Beech House was next to Rogerson’s garage in the 1920s and was owned by the Ward Jones family   . The house became Heald Green High school, a private school for 50 children aged 11-15   . During the war it was an Air Raid Precaution Post with a siren on top and cellars for use as air raid shelters  . 





"I remember Beech House [in the 1920s] on the left hand side of Finney Lane, where the [Ed: Tesco Store] store is now. It was owned by Cheadle Royal for their patients as part of the idea of living in the community. We used to love watching the landaus with four grey horses drive out, taking patients for a ride into the countryside."
- Gladys Short, Linkline Memories, 2013

"When in the Junior Red Cross [in WWII] , I didn't see much of the rooms in Beech House, though I do remember high ceilings, desks and walls, disfigured by cream and brown paints; but do recollect a handsome staircase sweeping up from the entrance hall and the beautiful beech tree at the front, with its wonderful autumn colours."
- Anne Rushton, Linkline Memories, 2014

"[One private school was at 6 Outwood Drive]. The other private school was established at Beech House on Finney Lane, and known as Heald Green High School.

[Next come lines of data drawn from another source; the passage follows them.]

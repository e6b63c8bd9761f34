// src/types.rs

//! Small shared vocabulary types.

use std::fmt;
use std::str::FromStr;

use serde::{Deserialize, Serialize};

/// Canonical task name type used throughout the crate.
pub type TaskName = String;

/// The three condition axes a pipeline run reports.
///
/// The set is closed: status renderers rely on seeing exactly these types.
#[derive(Debug, Clone, Copy, PartialEq, Eq, Hash, PartialOrd, Ord, Serialize, Deserialize)]
pub enum ConditionType {
    /// Whether the run has started executing.
    Started,
    /// Whether the run has finished executing.
    Completed,
    /// Whether the run was successful. Persisted as `Successful`.
    #[serde(rename = "Successful", alias = "Succeeded")]
    Succeeded,
}

impl ConditionType {
    pub const ALL: [ConditionType; 3] = [Self::Started, Self::Completed, Self::Succeeded];

    pub fn as_str(&self) -> &'static str {
        match self {
            Self::Started => "Started",
            Self::Completed => "Completed",
            Self::Succeeded => "Successful",
        }
    }
}

impl fmt::Display for ConditionType {
    fn fmt(&self, f: &mut fmt::Formatter<'_>) -> fmt::Result {
        f.write_str(self.as_str())
    }
}

/// Status of a single condition.
#[derive(Debug, Clone, Copy, PartialEq, Eq, Hash, Default, Serialize, Deserialize)]
pub enum ConditionStatus {
    True,
    False,
    #[default]
    Unknown,
}

impl ConditionStatus {
    /// True and False are final; only Unknown may still move.
    pub fn is_settled(&self) -> bool {
        !matches!(self, Self::Unknown)
    }
}

impl fmt::Display for ConditionStatus {
    fn fmt(&self, f: &mut fmt::Formatter<'_>) -> fmt::Result {
        let s = match self {
            Self::True => "True",
            Self::False => "False",
            Self::Unknown => "Unknown",
        };
        f.write_str(s)
    }
}

/// Mechanism by which a pipeline run was created.
#[derive(Debug, Clone, Copy, PartialEq, Eq, Default, Serialize, Deserialize)]
#[serde(rename_all = "lowercase")]
#[non_exhaustive]
pub enum TriggerType {
    /// Invoked manually by a user.
    #[default]
    Manual,
}

impl FromStr for TriggerType {
    type Err = String;

    fn from_str(s: &str) -> Result<Self, Self::Err> {
        match s.trim().to_lowercase().as_str() {
            "manual" => Ok(TriggerType::Manual),
            other => Err(format!(
                "invalid trigger type: {other} (expected \"manual\")"
            )),
        }
    }
}

/// Terminal outcome an executor reports for a task run.
#[derive(Debug, Clone, PartialEq, Eq)]
pub enum TaskOutcome {
    Succeeded,
    Failed { message: String },
}

impl TaskOutcome {
    pub fn failed(message: impl Into<String>) -> Self {
        Self::Failed {
            message: message.into(),
        }
    }

    pub fn is_success(&self) -> bool {
        matches!(self, Self::Succeeded)
    }
}
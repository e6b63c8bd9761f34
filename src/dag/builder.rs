// src/dag/builder.rs

//! Single-pass graph construction with forward references.

use std::collections::HashSet;

use tracing::debug;

use crate::dag::graph::DependencyGraph;
use crate::errors::{PipelineRunError, Result};
use crate::types::TaskName;

#[derive(Debug, Clone)]
struct Declaration {
    name: TaskName,
    prev: Vec<TaskName>,
    next: Vec<TaskName>,
}

/// Collects task declarations for one build pass.
///
/// Unlike [`DependencyGraph::add_task`], references may point at tasks that
/// are declared later in the same pass; they are resolved in [`build`].
///
/// [`build`]: GraphBuilder::build
#[derive(Debug, Clone, Default)]
pub struct GraphBuilder {
    declarations: Vec<Declaration>,
    seen: HashSet<TaskName>,
}

impl GraphBuilder {
    pub fn new() -> Self {
        Self::default()
    }

    pub fn add_task(&mut self, name: &str, prev: &[&str], next: &[&str]) -> Result<&mut Self> {
        if !self.seen.insert(name.to_string()) {
            return Err(PipelineRunError::DuplicateTask(name.to_string()));
        }

        self.declarations.push(Declaration {
            name: name.to_string(),
            prev: prev.iter().map(|s| s.to_string()).collect(),
            next: next.iter().map(|s| s.to_string()).collect(),
        });
        Ok(self)
    }

    /// Resolve all references and produce the graph.
    ///
    /// Does not check for cycles; call [`DependencyGraph::validate`] before
    /// trusting the graph for scheduling.
    pub fn build(self) -> Result<DependencyGraph> {
        let mut graph = DependencyGraph::new();
        for decl in &self.declarations {
            graph.insert_node(&decl.name);
        }

        for decl in &self.declarations {
            let this = graph
                .handle(&decl.name)
                .ok_or_else(|| PipelineRunError::TaskNotFound(decl.name.clone()))?;

            for reference in &decl.prev {
                let prev = resolve(&graph, &decl.name, reference)?;
                graph.insert_edge(prev, this);
            }
            for reference in &decl.next {
                let next = resolve(&graph, &decl.name, reference)?;
                graph.insert_edge(this, next);
            }
        }

        debug!(
            tasks = graph.len(),
            edges = graph.edges().len(),
            "dependency graph built"
        );
        Ok(graph)
    }
}

fn resolve(
    graph: &DependencyGraph,
    task: &str,
    reference: &str,
) -> Result<crate::dag::TaskHandle> {
    graph
        .handle(reference)
        .ok_or_else(|| PipelineRunError::DanglingReference {
            task: task.to_string(),
            reference: reference.to_string(),
        })
}
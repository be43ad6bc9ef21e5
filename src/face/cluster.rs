// Density-based clustering of face embeddings
// --------------------------------------------
//
// Plain DBSCAN over Euclidean distance. Neighbourhoods are computed with an
// O(n^2) pairwise scan split across the rayon pool (rows are independent),
// followed by an O(n + E) breadth-first expansion. High-dimensional face
// embeddings defeat kd-tree style indexes, so the pairwise scan is the
// baseline; it stays interactive up to a few tens of thousands of faces.
// Neighbour lists are held in memory, so very dense inputs (most points
// within eps of each other) cost O(n^2) memory as well.

use std::collections::{BTreeMap, BTreeSet, VecDeque};

use rayon::prelude::*;

use crate::error::{FaceError, Result};
use crate::face::distance::{check_threshold, euclidean};
use crate::models::face::{ClusterLabel, Embedding, EncodingRecord, FacesPerImage, ImageId};

/// eps: 0.4 (strict) to 0.6 (loose) for 128-d dlib-style embeddings. Unit
/// length ArcFace embeddings need about 0.95, see `ARCFACE_SCALE`.
pub const DEFAULT_EPS: f32 = 0.5;
pub const DEFAULT_MIN_SAMPLES: usize = 2;

#[derive(Debug, Clone, Copy, PartialEq)]
pub struct DbscanParams {
    /// Maximum distance for two points to be directly reachable.
    pub eps: f32,
    /// Neighbourhood size (the point itself included) that makes a core point.
    pub min_samples: usize,
}

impl Default for DbscanParams {
    fn default() -> Self {
        Self { eps: DEFAULT_EPS, min_samples: DEFAULT_MIN_SAMPLES }
    }
}

impl DbscanParams {
    pub fn new(eps: f32, min_samples: usize) -> Self {
        Self { eps, min_samples }
    }

    pub fn validate(&self) -> Result<()> {
        check_threshold("eps", self.eps)?;
        if self.min_samples == 0 {
            return Err(FaceError::InvalidParameter("min_samples must be at least 1".into()));
        }
        Ok(())
    }
}

fn check_uniform_dims(points: &[Embedding]) -> Result<()> {
    if let Some(first) = points.first() {
        let expected = first.dim();
        if let Some(bad) = points.iter().find(|p| p.dim() != expected) {
            return Err(FaceError::DimensionMismatch { expected, actual: bad.dim() });
        }
    }
    Ok(())
}

fn neighborhoods(points: &[Embedding], eps: f32) -> Result<Vec<Vec<usize>>> {
    (0..points.len())
        .into_par_iter()
        .map(|i| -> Result<Vec<usize>> {
            let mut row = Vec::new();
            for (j, other) in points.iter().enumerate() {
                if euclidean(points[i].as_slice(), other.as_slice())? <= eps {
                    row.push(j);
                }
            }
            Ok(row)
        })
        .collect()
}

/// Label every point. Points are visited in input order and clusters are
/// numbered in discovery order, so identical input yields identical labels.
/// A border point reachable from two clusters stays with the first one that
/// claimed it.
pub fn dbscan(points: &[Embedding], params: &DbscanParams) -> Result<Vec<ClusterLabel>> {
    params.validate()?;
    if points.is_empty() {
        return Ok(Vec::new());
    }
    check_uniform_dims(points)?;

    let neighbors = neighborhoods(points, params.eps)?;
    let is_core = |i: usize| neighbors[i].len() >= params.min_samples;

    let mut labels: Vec<Option<ClusterLabel>> = vec![None; points.len()];
    let mut next_cluster = 0usize;

    for i in 0..points.len() {
        if labels[i].is_some() {
            continue;
        }
        if !is_core(i) {
            // May still be claimed as a border point by a later cluster.
            labels[i] = Some(ClusterLabel::Noise);
            continue;
        }

        let label = ClusterLabel::Person(next_cluster);
        next_cluster += 1;
        labels[i] = Some(label);

        let mut queue: VecDeque<usize> = neighbors[i].iter().copied().collect();
        while let Some(j) = queue.pop_front() {
            match labels[j] {
                Some(ClusterLabel::Noise) => labels[j] = Some(label),
                None => {
                    labels[j] = Some(label);
                    if is_core(j) {
                        queue.extend(neighbors[j].iter().copied());
                    }
                }
                Some(ClusterLabel::Person(_)) => {}
            }
        }
    }

    Ok(labels.into_iter().map(|l| l.unwrap_or(ClusterLabel::Noise)).collect())
}

/// Result of clustering a set of `(ImageId, Embedding)` points.
#[derive(Debug, Clone, Default, PartialEq)]
pub struct Clustering {
    /// One entry per input point, in input order.
    pub assignments: Vec<(ImageId, ClusterLabel)>,
    pub cluster_count: usize,
    pub noise_count: usize,
}

impl Clustering {
    pub fn len(&self) -> usize {
        self.assignments.len()
    }

    pub fn is_empty(&self) -> bool {
        self.assignments.is_empty()
    }

    /// Label of the first point contributed by `id`.
    pub fn label_of(&self, id: &ImageId) -> Option<ClusterLabel> {
        self.assignments.iter().find(|(i, _)| i == id).map(|(_, l)| *l)
    }

    /// Images per label, noise last. An image appears once per group even if
    /// several of its faces landed there.
    pub fn groups(&self) -> BTreeMap<ClusterLabel, Vec<ImageId>> {
        let mut out: BTreeMap<ClusterLabel, Vec<ImageId>> = BTreeMap::new();
        let mut seen: BTreeSet<(ClusterLabel, &ImageId)> = BTreeSet::new();
        for (id, label) in &self.assignments {
            if seen.insert((*label, id)) {
                out.entry(*label).or_default().push(id.clone());
            }
        }
        out
    }
}

pub fn cluster_images(points: &[(ImageId, Embedding)], params: &DbscanParams) -> Result<Clustering> {
    let embeddings: Vec<Embedding> = points.iter().map(|(_, e)| e.clone()).collect();
    let labels = dbscan(&embeddings, params)?;
    let cluster_count = labels
        .iter()
        .filter_map(|l| match l {
            ClusterLabel::Person(n) => Some(*n + 1),
            ClusterLabel::Noise => None,
        })
        .max()
        .unwrap_or(0);
    let noise_count = labels.iter().filter(|l| l.is_noise()).count();
    let assignments = points.iter().map(|(id, _)| id.clone()).zip(labels).collect();
    Ok(Clustering { assignments, cluster_count, noise_count })
}

/// Clustering input drawn from store records. Images without faces are
/// skipped; with `FacesPerImage::First` a group photo is represented by its
/// first detected face only.
pub fn collect_points<'a, I>(records: I, policy: FacesPerImage) -> Vec<(ImageId, Embedding)>
where
    I: IntoIterator<Item = (&'a ImageId, &'a EncodingRecord)>,
{
    let mut out = Vec::new();
    for (id, record) in records {
        match policy {
            FacesPerImage::First => {
                if let Some(e) = record.embeddings().next() {
                    out.push((id.clone(), e.clone()));
                }
            }
            FacesPerImage::All => {
                out.extend(record.embeddings().map(|e| (id.clone(), e.clone())));
            }
        }
    }
    out
}
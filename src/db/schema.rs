use std::time::Duration;

use rusqlite::{params, Connection, OptionalExtension};

use crate::error::{FaceError, Result};

pub const SCHEMA_VERSION: &str = "1";

pub fn apply_pragmas(conn: &Connection, busy_timeout: Duration) -> Result<()> {
    conn.busy_timeout(busy_timeout)?;
    conn.pragma_update_and_check(None, "journal_mode", "WAL", |row| row.get::<_, String>(0))?;
    conn.pragma_update(None, "synchronous", "NORMAL")?;
    conn.pragma_update(None, "temp_store", "MEMORY")?;
    conn.pragma_update(None, "mmap_size", 268435456i64)?;
    Ok(())
}

pub fn apply_schema(conn: &Connection) -> Result<()> {
    conn.execute_batch(
        r#"
CREATE TABLE IF NOT EXISTS store_meta (
  key TEXT PRIMARY KEY,
  value TEXT NOT NULL
);

CREATE TABLE IF NOT EXISTS images (
  id TEXT PRIMARY KEY,
  size_bytes INTEGER NOT NULL,
  mtime_ns INTEGER NOT NULL,
  xxh3 INTEGER,
  detection_model TEXT NOT NULL,
  encoded_at INTEGER NOT NULL
);

CREATE TABLE IF NOT EXISTS face_embeddings (
  id INTEGER PRIMARY KEY,
  image_id TEXT NOT NULL,
  face_index INTEGER NOT NULL,
  embedding_blob BLOB NOT NULL,
  bbox_json TEXT NOT NULL,
  confidence REAL NOT NULL,
  FOREIGN KEY(image_id) REFERENCES images(id)
);

CREATE INDEX IF NOT EXISTS idx_face_embeddings_image ON face_embeddings(image_id, face_index);

CREATE TABLE IF NOT EXISTS decode_failures (
  image_id TEXT PRIMARY KEY,
  attempts INTEGER NOT NULL,
  last_error TEXT NOT NULL,
  size_bytes INTEGER NOT NULL,
  mtime_ns INTEGER NOT NULL,
  updated_at INTEGER NOT NULL
);
    "#,
    )?;

    let version: Option<String> = conn
        .query_row("SELECT value FROM store_meta WHERE key = 'schema_version'", [], |row| row.get(0))
        .optional()?;
    match version.as_deref() {
        // Only a brand new file gets the version row, so reopening an
        // existing store never writes.
        None => {
            conn.execute(
                "INSERT INTO store_meta (key, value) VALUES ('schema_version', ?1)",
                params![SCHEMA_VERSION],
            )?;
        }
        Some(SCHEMA_VERSION) => {}
        Some(other) => {
            return Err(FaceError::StoreCorrupt(format!(
                "unsupported schema version {} (expected {})",
                other, SCHEMA_VERSION
            )));
        }
    }
    Ok(())
}
mod common;

use common::*;
use nazr_faces::error::FaceError;
use nazr_faces::models::face::{ImageId, InvalidationPolicy};
use nazr_faces::store::{EmbeddingStore, ReconcileOptions};

fn id(name: &str) -> ImageId {
    ImageId::from(name)
}

#[test]
fn test_first_reconcile_encodes_every_image() {
    let lib = TestLibrary::new();
    write_face(&lib.photo("alice.png"), ALICE);
    write_face(&lib.photo("bob.png"), BOB);
    write_face(&lib.photo("empty.png"), NOBODY);
    write_pair(&lib.photo("group.png"), ALICE_AGAIN, BOB_AGAIN);
    std::fs::write(lib.photo("notes.txt"), "not a photo").unwrap();

    let encoder = FakeEncoder::new();
    let mut store = lib.open_store();
    let report = store.reconcile(&lib.library, &encoder, &options()).unwrap();

    assert_eq!(report.scanned, 4);
    assert_eq!(report.encoded, 4);
    assert_eq!(report.faces_found, 4);
    assert!(report.persisted);
    assert_eq!(store.len(), 4);
    assert_eq!(store.get(&id("group.png")).unwrap().faces.len(), 2);
    assert!(!store.get(&id("empty.png")).unwrap().has_faces());
    assert!(!store.contains(&id("notes.txt")));
    assert_eq!(store.dimension(), Some(3));
    assert_eq!(encoder.detections(), 4);
}

#[test]
fn test_second_reconcile_writes_nothing() {
    let lib = TestLibrary::new();
    write_face(&lib.photo("alice.png"), ALICE);
    write_face(&lib.photo("bob.png"), BOB);

    let encoder = FakeEncoder::new();
    {
        let mut store = lib.open_store();
        store.reconcile(&lib.library, &encoder, &options()).unwrap();
    }
    let before = std::fs::read(&lib.store_path).unwrap();

    let mut store = lib.open_store();
    let report = store.reconcile(&lib.library, &encoder, &options()).unwrap();
    assert_eq!(report.encoded, 0);
    assert!(!report.persisted);
    assert_eq!(encoder.decodes(), 2);
    drop(store);

    let after = std::fs::read(&lib.store_path).unwrap();
    assert_eq!(before, after);
}

#[test]
fn test_only_new_images_are_encoded() {
    let lib = TestLibrary::new();
    write_face(&lib.photo("alice.png"), ALICE);
    let encoder = FakeEncoder::new();
    let mut store = lib.open_store();
    store.reconcile(&lib.library, &encoder, &options()).unwrap();

    write_face(&lib.photo("bob.png"), BOB);
    let report = store.reconcile(&lib.library, &encoder, &options()).unwrap();
    assert_eq!(report.scanned, 2);
    assert_eq!(report.encoded, 1);
    assert_eq!(encoder.decodes(), 2);
    assert!(store.contains(&id("bob.png")));
}

#[test]
fn test_records_survive_reopen() {
    let lib = TestLibrary::new();
    write_pair(&lib.photo("group.png"), ALICE, CAROL);
    write_face(&lib.photo("empty.png"), NOBODY);

    let encoder = FakeEncoder::new();
    let original = {
        let mut store = lib.open_store();
        store.reconcile(&lib.library, &encoder, &options()).unwrap();
        store.records().clone()
    };

    let reopened = lib.open_store();
    assert_eq!(reopened.records(), &original);
    assert_eq!(reopened.face_count(), 2);
}

#[test]
fn test_empty_library_creates_no_store_file() {
    let lib = TestLibrary::new();
    let encoder = FakeEncoder::new();
    let mut store = lib.open_store();
    let report = store.reconcile(&lib.library, &encoder, &options()).unwrap();
    assert_eq!(report.scanned, 0);
    assert!(!report.persisted);
    assert!(store.is_empty());
    assert!(!lib.store_path.exists());
}

#[test]
fn test_missing_library_is_an_error() {
    let lib = TestLibrary::new();
    let encoder = FakeEncoder::new();
    let mut store = lib.open_store();
    assert!(store.reconcile(&lib.library.join("nope"), &encoder, &options()).is_err());
}

#[test]
fn test_corrupt_store_is_moved_aside() {
    let lib = TestLibrary::new();
    write_face(&lib.photo("alice.png"), ALICE);
    std::fs::create_dir_all(lib.store_path.parent().unwrap()).unwrap();
    std::fs::write(&lib.store_path, vec![0x42u8; 4096]).unwrap();

    let mut store = lib.open_store();
    assert!(store.is_empty());
    let moved: Vec<String> = std::fs::read_dir(lib.store_path.parent().unwrap())
        .unwrap()
        .filter_map(|e| e.ok())
        .map(|e| e.file_name().to_string_lossy().into_owned())
        .filter(|n| n.contains(".corrupt-"))
        .collect();
    assert_eq!(moved.len(), 1);

    let encoder = FakeEncoder::new();
    let report = store.reconcile(&lib.library, &encoder, &options()).unwrap();
    assert_eq!(report.encoded, 1);
    drop(store);
    assert_eq!(lib.open_store().len(), 1);
}

#[test]
fn test_undecodable_image_is_quarantined() {
    let lib = TestLibrary::new();
    write_face(&lib.photo("alice.png"), ALICE);
    write_garbage(&lib.photo("broken.jpg"));

    let encoder = FakeEncoder::new();
    let opts = ReconcileOptions { max_decode_attempts: 3, ..options() };
    let mut store = lib.open_store();

    for attempt in 1..=3u32 {
        let report = store.reconcile(&lib.library, &encoder, &opts).unwrap();
        assert_eq!(report.decode_failures, 1);
        assert_eq!(store.failures()[&id("broken.jpg")].attempts, attempt);
    }
    assert!(!store.contains(&id("broken.jpg")));
    assert_eq!(store.quarantined(3).len(), 1);

    let decodes = encoder.decodes();
    let report = store.reconcile(&lib.library, &encoder, &opts).unwrap();
    assert_eq!(report.quarantined, 1);
    assert_eq!(report.decode_failures, 0);
    assert!(!report.persisted);
    assert_eq!(encoder.decodes(), decodes);

    // Replacing the file gives it a fresh start.
    write_face(&lib.photo("broken.jpg"), BOB);
    set_mtime(&lib.photo("broken.jpg"), 1_700_000_000);
    let report = store.reconcile(&lib.library, &encoder, &opts).unwrap();
    assert_eq!(report.encoded, 1);
    assert!(store.contains(&id("broken.jpg")));
    assert!(store.failures().is_empty());
}

#[test]
fn test_failures_persist_across_reopen() {
    let lib = TestLibrary::new();
    write_garbage(&lib.photo("broken.png"));
    let encoder = FakeEncoder::new();
    {
        let mut store = lib.open_store();
        store.reconcile(&lib.library, &encoder, &options()).unwrap();
    }
    let store = lib.open_store();
    assert_eq!(store.failures()[&id("broken.png")].attempts, 1);
    assert!(store.is_empty());
}

#[test]
fn test_never_policy_keeps_cached_record() {
    let lib = TestLibrary::new();
    let path = lib.photo("alice.png");
    write_face(&path, ALICE);
    set_mtime(&path, 1_600_000_000);
    let encoder = FakeEncoder::new();
    let mut store = lib.open_store();
    store.reconcile(&lib.library, &encoder, &options()).unwrap();

    write_face(&path, CAROL);
    set_mtime(&path, 1_700_000_000);
    let report = store.reconcile(&lib.library, &encoder, &options()).unwrap();
    assert_eq!(report.reencoded, 0);
    let kept = store.get(&id("alice.png")).unwrap();
    assert_eq!(kept.faces[0].embedding.as_slice(), &[0.5, 0.0, 0.0]);
}

#[test]
fn test_on_change_policy() {
    let lib = TestLibrary::new();
    let path = lib.photo("alice.png");
    write_face(&path, ALICE);
    set_mtime(&path, 1_600_000_000);
    let encoder = FakeEncoder::new();
    let opts = ReconcileOptions { invalidation: InvalidationPolicy::OnChange, ..options() };
    let mut store = lib.open_store();
    store.reconcile(&lib.library, &encoder, &opts).unwrap();
    assert_eq!(encoder.decodes(), 1);

    // Touched only: the hash matches, so no decode.
    set_mtime(&path, 1_650_000_000);
    let report = store.reconcile(&lib.library, &encoder, &opts).unwrap();
    assert_eq!(report.refreshed, 1);
    assert_eq!(report.reencoded, 0);
    assert_eq!(encoder.decodes(), 1);
    assert_eq!(store.get(&id("alice.png")).unwrap().fingerprint.mtime_ns, 1_650_000_000 * 1_000_000_000);

    // Nothing moved since the refresh.
    let report = store.reconcile(&lib.library, &encoder, &opts).unwrap();
    assert_eq!(report.refreshed, 0);
    assert!(!report.persisted);

    write_face(&path, CAROL);
    set_mtime(&path, 1_700_000_000);
    let report = store.reconcile(&lib.library, &encoder, &opts).unwrap();
    assert_eq!(report.reencoded, 1);
    assert_eq!(encoder.decodes(), 2);
    assert_eq!(store.get(&id("alice.png")).unwrap().faces[0].embedding.as_slice(), &[0.0, 0.0, 0.9]);
}

#[test]
fn test_prune_missing() {
    let lib = TestLibrary::new();
    write_face(&lib.photo("alice.png"), ALICE);
    write_face(&lib.photo("bob.png"), BOB);
    let encoder = FakeEncoder::new();
    let mut store = lib.open_store();
    store.reconcile(&lib.library, &encoder, &options()).unwrap();

    std::fs::remove_file(lib.photo("bob.png")).unwrap();
    let report = store.reconcile(&lib.library, &encoder, &options()).unwrap();
    assert_eq!(report.pruned, 0);
    assert!(store.contains(&id("bob.png")));

    let opts = ReconcileOptions { prune_missing: true, ..options() };
    let report = store.reconcile(&lib.library, &encoder, &opts).unwrap();
    assert_eq!(report.pruned, 1);
    assert!(!store.contains(&id("bob.png")));
    drop(store);
    assert!(!lib.open_store().contains(&id("bob.png")));
}

#[test]
fn test_dimension_mismatch_aborts_reconcile() {
    let lib = TestLibrary::new();
    write_face(&lib.photo("alice.png"), ALICE);
    let mut store = lib.open_store();
    store.reconcile(&lib.library, &FakeEncoder::new(), &options()).unwrap();

    write_face(&lib.photo("bob.png"), BOB);
    let err = store.reconcile(&lib.library, &FakeEncoder::with_dim(5), &options()).unwrap_err();
    assert!(matches!(err, FaceError::DimensionMismatch { expected: 3, actual: 5 }));
    assert!(!store.contains(&id("bob.png")));
    drop(store);
    let reopened = lib.open_store();
    assert_eq!(reopened.len(), 1);
    assert!(!reopened.contains(&id("bob.png")));
}

#[test]
fn test_invalidate_and_clear() {
    let lib = TestLibrary::new();
    write_face(&lib.photo("alice.png"), ALICE);
    write_face(&lib.photo("bob.png"), BOB);
    let encoder = FakeEncoder::new();
    let mut store = lib.open_store();
    store.reconcile(&lib.library, &encoder, &options()).unwrap();

    assert!(store.invalidate(&id("alice.png")).unwrap());
    assert!(!store.invalidate(&id("alice.png")).unwrap());
    let report = store.reconcile(&lib.library, &encoder, &options()).unwrap();
    assert_eq!(report.encoded, 1);
    assert_eq!(encoder.decodes(), 3);

    assert_eq!(store.clear().unwrap(), 2);
    assert!(store.is_empty());
    drop(store);
    assert!(lib.open_store().is_empty());
}

#[test]
fn test_two_handles_share_one_file() {
    let lib = TestLibrary::new();
    write_face(&lib.photo("alice.png"), ALICE);
    let encoder = FakeEncoder::new();

    let mut first = lib.open_store();
    first.reconcile(&lib.library, &encoder, &options()).unwrap();

    let mut second = EmbeddingStore::open(&lib.store_path).unwrap();
    write_face(&lib.photo("bob.png"), BOB);
    second.reconcile(&lib.library, &encoder, &options()).unwrap();

    // The first handle picks up the second's record under the write lock
    // instead of encoding bob again.
    let report = first.reconcile(&lib.library, &encoder, &options()).unwrap();
    assert_eq!(report.encoded, 0);
    assert_eq!(first.len(), 2);
    assert_eq!(encoder.decodes(), 2);
}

It catered for up to 50 pupils in the age range from 8-15 and the headmaster was Mr. Spoonly. They wore brown uniforms.  We called them 'swankpots'.  At home-time, if our two schools [Anne attended Cheadle Etchells] should happen to meet, there would always be a fight. Eventually the school moved to Gatley and became known as Gatley High School."
- Anne Rushton, Linkline Memories, 2014


The aerial map of 1959 shows a swathe of trees within which the buildings can just be seen   .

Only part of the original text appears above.